On 23 October 2021 his memory was honoured with the Forever Saint award, presented to his family at St Mary's Stadium where Southampton were playing Burnley.

==The Steve Mills Stem Cell Laboratory==

The charity fund he established before he died raised more than £100,000 towards creating a stem cell laboratory, which was opened at Southampton's Royal South Hants Hospital a year later. The charity continued to provide funds for research into leukaemia over the next 18 years, and in September 2006 the laboratory moved to a new location at Southampton General Hospital. The new unit was officially opened on 27 September 2006 by Steve's widow Jo and former Southampton footballer and manager, Alan Ball.
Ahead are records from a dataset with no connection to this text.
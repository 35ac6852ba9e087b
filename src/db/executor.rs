//! Statement execution on a connection handle.
//!
//! Every call locks the handle for its whole duration, so statements on one
//! handle never interleave. The handle's last-error text is updated after each
//! call: set on failure, cleared on success.

use crate::db::connection::{ConnectionHandle, Row};
use crate::db::sql;
use crate::error::{DbError, DbResult};
use std::time::Instant;
use tracing::{debug, warn};

/// Run a statement batch that produces no rows.
///
/// Returns the total rows affected. The session drains every result set of
/// the batch before this returns, whether or not a statement failed.
pub async fn execute(handle: &ConnectionHandle, sql: &str) -> DbResult<u64> {
    let start = Instant::now();
    let mut state = handle.lock().await;

    let result = match state.session(handle.id()) {
        Ok(session) => session.execute(sql).await,
        Err(e) => Err(e),
    };

    match &result {
        Ok(rows_affected) => {
            state.clear_error();
            debug!(
                handle = %handle.id(),
                rows_affected,
                elapsed_ms = start.elapsed().as_millis() as u64,
                "Statement executed"
            );
        }
        Err(e) => {
            state.set_error(e.to_string());
            warn!(handle = %handle.id(), sql = %sql, error = %e, "Statement failed");
        }
    }
    result
}

/// Error for a query text holding more than one statement.
pub(crate) fn multiple_statements(count: usize) -> DbError {
    DbError::statement(
        format!("A query must be a single statement, got {}", count),
        None,
        "Run each query separately, or use exec for statement batches",
    )
}

/// Run a single query and collect every row.
///
/// Text holding several statements is rejected before it reaches the server.
pub async fn query(handle: &ConnectionHandle, sql: &str) -> DbResult<Vec<Row>> {
    let start = Instant::now();
    let mut state = handle.lock().await;

    let result = match sql::statement_count(sql) {
        Some(count) if count > 1 => Err(multiple_statements(count)),
        _ => match state.session(handle.id()) {
            Ok(session) => session.query(sql).await,
            Err(e) => Err(e),
        },
    };

    match &result {
        Ok(rows) => {
            state.clear_error();
            debug!(
                handle = %handle.id(),
                rows = rows.len(),
                elapsed_ms = start.elapsed().as_millis() as u64,
                "Query executed"
            );
        }
        Err(e) => {
            state.set_error(e.to_string());
            warn!(handle = %handle.id(), sql = %sql, error = %e, "Query failed");
        }
    }
    result
}

/// Server version reported by the live session.
pub async fn server_version(handle: &ConnectionHandle) -> DbResult<String> {
    let mut state = handle.lock().await;
    let result = match state.session(handle.id()) {
        Ok(session) => session.server_version().await,
        Err(e) => Err(e),
    };
    if let Err(e) = &result {
        state.set_error(e.to_string());
    }
    result
}

/// Close the session held by the handle.
///
/// Returns `Ok(false)` when the handle was already closed; the session is
/// never closed twice.
pub async fn close(handle: &ConnectionHandle) -> DbResult<bool> {
    let session = handle.lock().await.take_session();
    match session {
        Some(session) => {
            session.close().await?;
            Ok(true)
        }
        None => Ok(false),
    }
}
//! Schema-related data models.
//!
//! This module defines the normalized column description produced by table
//! introspection, the declared table definitions it is compared against, and
//! the comparison report.

use crate::db::connection::Row;
use crate::db::types::TypeMatch;
use crate::error::{DbError, DbResult};
use serde::{Deserialize, Serialize};
use serde_json::Value as JsonValue;
use std::path::Path;

/// Canonical description of one live column.
///
/// Keys are lower-cased driver attributes with `field` renamed to `name` and
/// `null` renamed to `is_nullable`; every other attribute (`type`, `key`,
/// `default`, `extra`, ...) is passed through unchanged.
#[derive(Debug, Clone, PartialEq, Serialize, Deserialize)]
#[serde(transparent)]
pub struct ColumnDescriptor(Row);

impl ColumnDescriptor {
    pub(crate) fn from_map(map: Row) -> Self {
        Self(map)
    }

    /// Column name, empty if the driver did not report one.
    pub fn name(&self) -> &str {
        self.get_str("name").unwrap_or_default()
    }

    /// Native database type, e.g. `varchar(50)`.
    pub fn native_type(&self) -> &str {
        self.get_str("type").unwrap_or_default()
    }

    /// True when the driver reports the column as nullable (`YES`).
    pub fn is_nullable(&self) -> bool {
        self.get_str("is_nullable")
            .is_some_and(|v| v.eq_ignore_ascii_case("yes"))
    }

    /// Any attribute by its lower-cased key.
    pub fn get(&self, key: &str) -> Option<&JsonValue> {
        self.0.get(key)
    }

    pub fn get_str(&self, key: &str) -> Option<&str> {
        self.0.get(key).and_then(JsonValue::as_str)
    }

    pub fn into_map(self) -> Row {
        self.0
    }
}

fn default_nullable() -> bool {
    true
}

/// A column as declared by the application's table definition.
#[derive(Debug, Clone, PartialEq, Eq, Serialize, Deserialize)]
pub struct DeclaredColumn {
    pub name: String,
    /// Abstract type, e.g. `character varying(50)`, `INTEGER`, `boolean`
    #[serde(rename = "type")]
    pub column_type: String,
    #[serde(default = "default_nullable", alias = "null")]
    pub nullable: bool,
}

impl DeclaredColumn {
    /// Create a nullable column declaration.
    pub fn new(name: impl Into<String>, column_type: impl Into<String>) -> Self {
        Self {
            name: name.into(),
            column_type: column_type.into(),
            nullable: true,
        }
    }

    pub fn with_nullable(mut self, nullable: bool) -> Self {
        self.nullable = nullable;
        self
    }
}

/// Expected structure of one table.
#[derive(Debug, Clone, PartialEq, Eq, Serialize, Deserialize)]
pub struct TableDefinition {
    pub name: String,
    #[serde(default)]
    pub columns: Vec<DeclaredColumn>,
}

impl TableDefinition {
    pub fn new(name: impl Into<String>) -> Self {
        Self {
            name: name.into(),
            columns: Vec::new(),
        }
    }

    pub fn with_column(mut self, column: DeclaredColumn) -> Self {
        self.columns.push(column);
        self
    }

    /// Load definitions from a JSON file holding one table or a list of tables.
    pub fn load_file(path: &Path) -> DbResult<Vec<TableDefinition>> {
        let content = std::fs::read_to_string(path).map_err(|e| {
            DbError::invalid_input(format!("Cannot read {}: {}", path.display(), e))
        })?;
        Self::from_json(&content).map_err(|e| DbError::schema(e.to_string(), path.display().to_string()))
    }

    /// Parse one table or a list of tables.
    pub fn from_json(content: &str) -> Result<Vec<TableDefinition>, serde_json::Error> {
        #[derive(Deserialize)]
        #[serde(untagged)]
        enum DefinitionFile {
            One(TableDefinition),
            Many(Vec<TableDefinition>),
        }

        Ok(match serde_json::from_str(content)? {
            DefinitionFile::One(def) => vec![def],
            DefinitionFile::Many(defs) => defs,
        })
    }
}

/// One difference between a declared table and the live one.
#[derive(Debug, Clone, PartialEq, Eq, Serialize)]
#[serde(tag = "issue", rename_all = "snake_case")]
pub enum ColumnIssue {
    /// Declared but absent from the database
    Missing { column: String },
    /// Present with an incompatible native type
    TypeMismatch {
        column: String,
        db_type: String,
        xml_type: String,
    },
    /// Nullability differs from the declaration
    NullabilityMismatch {
        column: String,
        db_nullable: bool,
        xml_nullable: bool,
    },
    /// Present in the database but not declared
    Undeclared { column: String },
}

impl std::fmt::Display for ColumnIssue {
    fn fmt(&self, f: &mut std::fmt::Formatter<'_>) -> std::fmt::Result {
        match self {
            Self::Missing { column } => write!(f, "column '{}' is missing", column),
            Self::TypeMismatch {
                column,
                db_type,
                xml_type,
            } => write!(
                f,
                "column '{}' has type '{}', expected '{}'",
                column, db_type, xml_type
            ),
            Self::NullabilityMismatch {
                column,
                xml_nullable,
                ..
            } => write!(
                f,
                "column '{}' should {}allow NULL",
                column,
                if *xml_nullable { "" } else { "not " }
            ),
            Self::Undeclared { column } => write!(f, "column '{}' is not declared", column),
        }
    }
}

/// A column whose type satisfied the declaration.
#[derive(Debug, Clone, PartialEq, Eq, Serialize)]
pub struct MatchedColumn {
    pub column: String,
    pub rule: TypeMatch,
}

/// Result of comparing a table definition against the live table.
#[derive(Debug, Clone, PartialEq, Eq, Serialize)]
pub struct TableReport {
    pub table: String,
    /// False when the table itself does not exist
    pub exists: bool,
    pub matched: Vec<MatchedColumn>,
    pub issues: Vec<ColumnIssue>,
}

impl TableReport {
    /// True when the live table satisfies the declaration.
    pub fn is_compatible(&self) -> bool {
        self.exists && self.issues.is_empty()
    }
}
- The Steve Mills Stem Cell Laboratory processes, stores and issues stem cell products for transplant.
- The processing of a patient's stem cell products takes around 3 hours to complete.
- Stem cell donations are processed as soon as they arrive at the laboratory because stem cells have a shelf life of just 24 hours.
- The laboratory reacts quickly to hospital requests and processes up to 12 stem cell donations a week.
- The laboratory processes stem cells for Southampton University Hospitals Trust, Bournemouth Hospital, Poole Hospital, Salisbury District Hospital St. Georges Hospital and Dorset County Hospital.
- In addition to processing, storing and issuing stem cell products, the laboratory undertakes critical research and development of new cancer therapies and treatments.